[all-commits] [llvm/llvm-project] 0aff17: [Analysis] Add simple cost model for strict (in-or...

Mon Jul 26 02:26:25 PDT 2021

  Branch: refs/heads/main
  Home:   https://github.com/llvm/llvm-project
  Commit: 0aff1798b5721d5f95d16f465b99d357012bb8d1
      https://github.com/llvm/llvm-project/commit/0aff1798b5721d5f95d16f465b99d357012bb8d1
  Author: David Sherwood <david.sherwood at arm.com>
  Date:   2021-07-26 (Mon, 26 Jul 2021)

  Changed paths:
    M llvm/include/llvm/Analysis/TargetTransformInfo.h
    M llvm/include/llvm/Analysis/TargetTransformInfoImpl.h
    M llvm/include/llvm/CodeGen/BasicTTIImpl.h
    M llvm/lib/Analysis/TargetTransformInfo.cpp
    M llvm/lib/Target/AArch64/AArch64TargetTransformInfo.cpp
    M llvm/lib/Target/AArch64/AArch64TargetTransformInfo.h
    M llvm/lib/Target/AMDGPU/AMDGPUTargetTransformInfo.cpp
    M llvm/lib/Target/AMDGPU/AMDGPUTargetTransformInfo.h
    M llvm/lib/Target/ARM/ARMTargetTransformInfo.cpp
    M llvm/lib/Target/ARM/ARMTargetTransformInfo.h
    M llvm/lib/Target/X86/X86TargetTransformInfo.cpp
    M llvm/lib/Target/X86/X86TargetTransformInfo.h
    M llvm/lib/Transforms/Vectorize/LoopVectorize.cpp
    M llvm/lib/Transforms/Vectorize/SLPVectorizer.cpp
    A llvm/test/Analysis/CostModel/AArch64/reduce-fadd.ll
    M llvm/test/Analysis/CostModel/AArch64/sve-intrinsics.ll
    M llvm/test/Analysis/CostModel/X86/intrinsic-cost-kinds.ll
    M llvm/test/Analysis/CostModel/X86/reduce-fadd.ll
    M llvm/test/Analysis/CostModel/X86/reduce-fmul.ll
    A llvm/test/Transforms/LoopVectorize/AArch64/strict-fadd-cost.ll
    A llvm/test/Transforms/LoopVectorize/AArch64/sve-strict-fadd-cost.ll

  Log Message:
  -----------
  [Analysis] Add simple cost model for strict (in-order) reductions

I have added a new FastMathFlags parameter to getArithmeticReductionCost
to indicate what type of reduction we are performing:

  1. Tree-wise. This is the typical fast-math reduction that involves
  continually splitting a vector up into halves and adding each
  half together until we get a scalar result. This is the default
  behaviour for integers, whereas for floating point we only do this
  if reassociation is allowed.
  2. Ordered. This now allows us to estimate the cost of performing
  a strict vector reduction by treating it as a series of scalar
  operations in lane order. This is the case when FP reassociation
  is not permitted. For scalable vectors this is more difficult
  because at compile time we do not know how many lanes there are,
  and so we use the worst case maximum vscale value.

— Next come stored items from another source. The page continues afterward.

use chrono::Duration;
use serde::{Deserialize, Serialize};
use std::str::FromStr;

/// # Summary
/// 分析标的实体，代表一个被独立分析的证券或资产。
///
/// # Invariants
/// - `symbol` 必须是合法的交易代码。
#[derive(Debug, Clone, Serialize, Deserialize, PartialEq, Eq, Hash)]
pub struct Instrument {
    // 证券代码 (例如: sz.000001, AAPL)
    pub symbol: String,
    // 交易所代码 (可选，例如: SZ, NASDAQ)
    pub exchange: Option<String>,
}

impl Instrument {
    pub fn new(symbol: impl Into<String>) -> Self {
        Self {
            symbol: symbol.into(),
            exchange: None,
        }
    }
}

impl std::fmt::Display for Instrument {
    fn fmt(&self, f: &mut std::fmt::Formatter<'_>) -> std::fmt::Result {
        match &self.exchange {
            Some(ex) => write!(f, "{}.{}", ex, self.symbol),
            None => write!(f, "{}", self.symbol),
        }
    }
}

/// # Summary
/// K 线级别枚举，定义单根 K 线的时间跨度。
///
/// # Invariants
/// - 枚举顺序即由细到粗的级别顺序，`Ord` 依赖该顺序。
#[derive(Debug, Clone, Copy, Serialize, Deserialize, PartialEq, Eq, Hash, PartialOrd, Ord)]
pub enum TimeFrame {
    // 1分钟
    Minute1,
    // 5分钟
    Minute5,
    // 15分钟
    Minute15,
    // 30分钟
    Minute30,
    // 60分钟
    Minute60,
    // 日线
    Day1,
    // 周线
    Week1,
    // 月线
    Month1,
}

impl TimeFrame {
    /// # Summary
    /// 单根 K 线覆盖的名义时长。
    ///
    /// # Logic
    /// 月线按 30 天近似，仅用于窗口估算，不参与结构计算。
    pub fn duration(&self) -> Duration {
        match self {
            TimeFrame::Minute1 => Duration::minutes(1),
            TimeFrame::Minute5 => Duration::minutes(5),
            TimeFrame::Minute15 => Duration::minutes(15),
            TimeFrame::Minute30 => Duration::minutes(30),
            TimeFrame::Minute60 => Duration::hours(1),
            TimeFrame::Day1 => Duration::days(1),
            TimeFrame::Week1 => Duration::weeks(1),
            TimeFrame::Month1 => Duration::days(30),
        }
    }
}

impl FromStr for TimeFrame {
    type Err = String;

    fn from_str(s: &str) -> Result<Self, Self::Err> {
        match s.to_lowercase().as_str() {
            "1m" | "minute1" | "1分钟" => Ok(TimeFrame::Minute1),
            "5m" | "minute5" | "5分钟" => Ok(TimeFrame::Minute5),
            "15m" | "minute15" | "15分钟" => Ok(TimeFrame::Minute15),
            "30m" | "minute30" | "30分钟" => Ok(TimeFrame::Minute30),
            "60m" | "1h" | "minute60" | "hour1" | "60分钟" => Ok(TimeFrame::Minute60),
            "1d" | "day" | "day1" | "日线" => Ok(TimeFrame::Day1),
            "1w" | "week" | "week1" | "周线" => Ok(TimeFrame::Week1),
            "1mon" | "month" | "month1" | "月线" => Ok(TimeFrame::Month1),
            _ => Err(format!("Unknown TimeFrame: {}", s)),
        }
    }
}

impl std::fmt::Display for TimeFrame {
    fn fmt(&self, f: &mut std::fmt::Formatter<'_>) -> std::fmt::Result {
        match self {
            TimeFrame::Minute1 => write!(f, "1m"),
            TimeFrame::Minute5 => write!(f, "5m"),
            TimeFrame::Minute15 => write!(f, "15m"),
            TimeFrame::Minute30 => write!(f, "30m"),
            TimeFrame::Minute60 => write!(f, "60m"),
            TimeFrame::Day1 => write!(f, "1d"),
            TimeFrame::Week1 => write!(f, "1w"),
            TimeFrame::Month1 => write!(f, "1mon"),
        }
    }
}

#[cfg(test)]
mod tests {
    use super::*;

    #[test]
    fn test_timeframe_round_trip_names() {
        for tf in [
            TimeFrame::Minute1,
            TimeFrame::Minute15,
            TimeFrame::Minute60,
            TimeFrame::Day1,
            TimeFrame::Month1,
        ] {
            let parsed: TimeFrame = tf.to_string().parse().unwrap();
            assert_eq!(parsed, tf);
        }
        assert_eq!("日线".parse::<TimeFrame>().unwrap(), TimeFrame::Day1);
        assert!("2h".parse::<TimeFrame>().is_err());
    }

    #[test]
    fn test_timeframe_order_is_fine_to_coarse() {
        assert!(TimeFrame::Minute5 < TimeFrame::Minute60);
        assert!(TimeFrame::Day1 < TimeFrame::Week1);
        assert!(TimeFrame::Minute30.duration() < TimeFrame::Day1.duration());
    }
}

I have also fixed getTypeBasedIntrinsicInstrCost to pass in the
FastMathFlags, which meant fixing up some X86 tests where we always
assumed the vector.reduce.fadd/mul intrinsics were 'fast'.

New tests have been added here:

  Analysis/CostModel/AArch64/reduce-fadd.ll
  Analysis/CostModel/AArch64/sve-intrinsics.ll
  Transforms/LoopVectorize/AArch64/strict-fadd-cost.ll
  Transforms/LoopVectorize/AArch64/sve-strict-fadd-cost.ll

Differential Revision: https://reviews.llvm.org/D105432